• Exercise: Within the entries that follow, show each line where the word "unmoved" occurs.

(Items from a data source)
-*-*-

use std::fmt;

use crate::{color::Color, role::Role};

/// A piece with [`Color`], [`Role`] and the number of moves it has made.
///
/// The move counter travels with the piece, so rules that need an unmoved
/// piece (castling, the two-square pawn advance) keep working across
/// capture and undo cycles without extra bookkeeping. Two pieces compare
/// equal only if their counters also match.
///
/// # Examples
///
/// ```
/// use xadrez::{Color, Piece, Role};
///
/// let piece = Color::White.knight();
/// assert_eq!(piece.color, Color::White);
/// assert_eq!(piece.role, Role::Knight);
/// assert_eq!(piece.char(), 'N');
/// assert!(!piece.has_moved());
/// ```
#[derive(Copy, Clone, Eq, PartialEq, Debug, Hash)]
pub struct Piece {
    pub color: Color,
    pub role: Role,
    move_count: u16,
}

impl Piece {
    /// A piece that has not moved yet.
    #[inline]
    pub fn new(color: Color, role: Role) -> Piece {
        Piece {
            color,
            role,
            move_count: 0,
        }
    }

    /// Number of completed moves this piece has made.
    #[inline]
    pub fn move_count(self) -> u16 {
        self.move_count
    }

    #[inline]
    pub fn has_moved(self) -> bool {
        self.move_count > 0
    }

    #[inline]
    pub(crate) fn increase_move_count(&mut self) {
        self.move_count += 1;
    }

    #[inline]
    pub(crate) fn decrease_move_count(&mut self) {
        debug_assert!(self.move_count > 0);
        self.move_count -= 1;
    }

    /// Piece letter: uppercase for white, lowercase for black.
    pub fn char(self) -> char {
        self.color.fold(self.role.upper_char(), self.role.char())
    }

    /// Gets an unmoved piece from its letter, uppercase white and
    /// lowercase black.
    ///
    /// # Examples
    ///
    /// ```
    /// use xadrez::{Color, Piece};
    ///
    /// assert_eq!(Piece::from_char('q'), Some(Color::Black.queen()));
    /// assert_eq!(Piece::from_char('-'), None);
    /// ```
    pub fn from_char(ch: char) -> Option<Piece> {
        Role::from_char(ch).map(|role| role.of(Color::from_white(ch as u8 & 32 == 0)))
    }
}

impl fmt::Display for Piece {
    fn fmt(&self, f: &mut fmt::Formatter<'_>) -> fmt::Result {
        write!(f, "{}", self.char())
    }
}

#[cfg(test)]
mod tests {
    use super::*;

    #[test]
    fn test_from_char_round_trip() {
        for ch in "PNBRQKpnbrqk".chars() {
            let piece = Piece::from_char(ch).unwrap();
            assert_eq!(piece.char(), ch);
            assert_eq!(piece.move_count(), 0);
        }
        assert_eq!(Piece::from_char('1'), None);
    }

    #[test]
    fn test_move_count() {
        let mut piece = Color::Black.rook();
        piece.increase_move_count();
        piece.increase_move_count();
        assert_eq!(piece.move_count(), 2);
        assert!(piece.has_moved());
        piece.decrease_move_count();
        piece.decrease_move_count();
        assert_eq!(piece, Color::Black.rook());
    }
}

-*-*-

• Expected output:
/// The move counter travels with the piece, so rules that need an unmoved
    /// Gets an unmoved piece from its letter, uppercase white and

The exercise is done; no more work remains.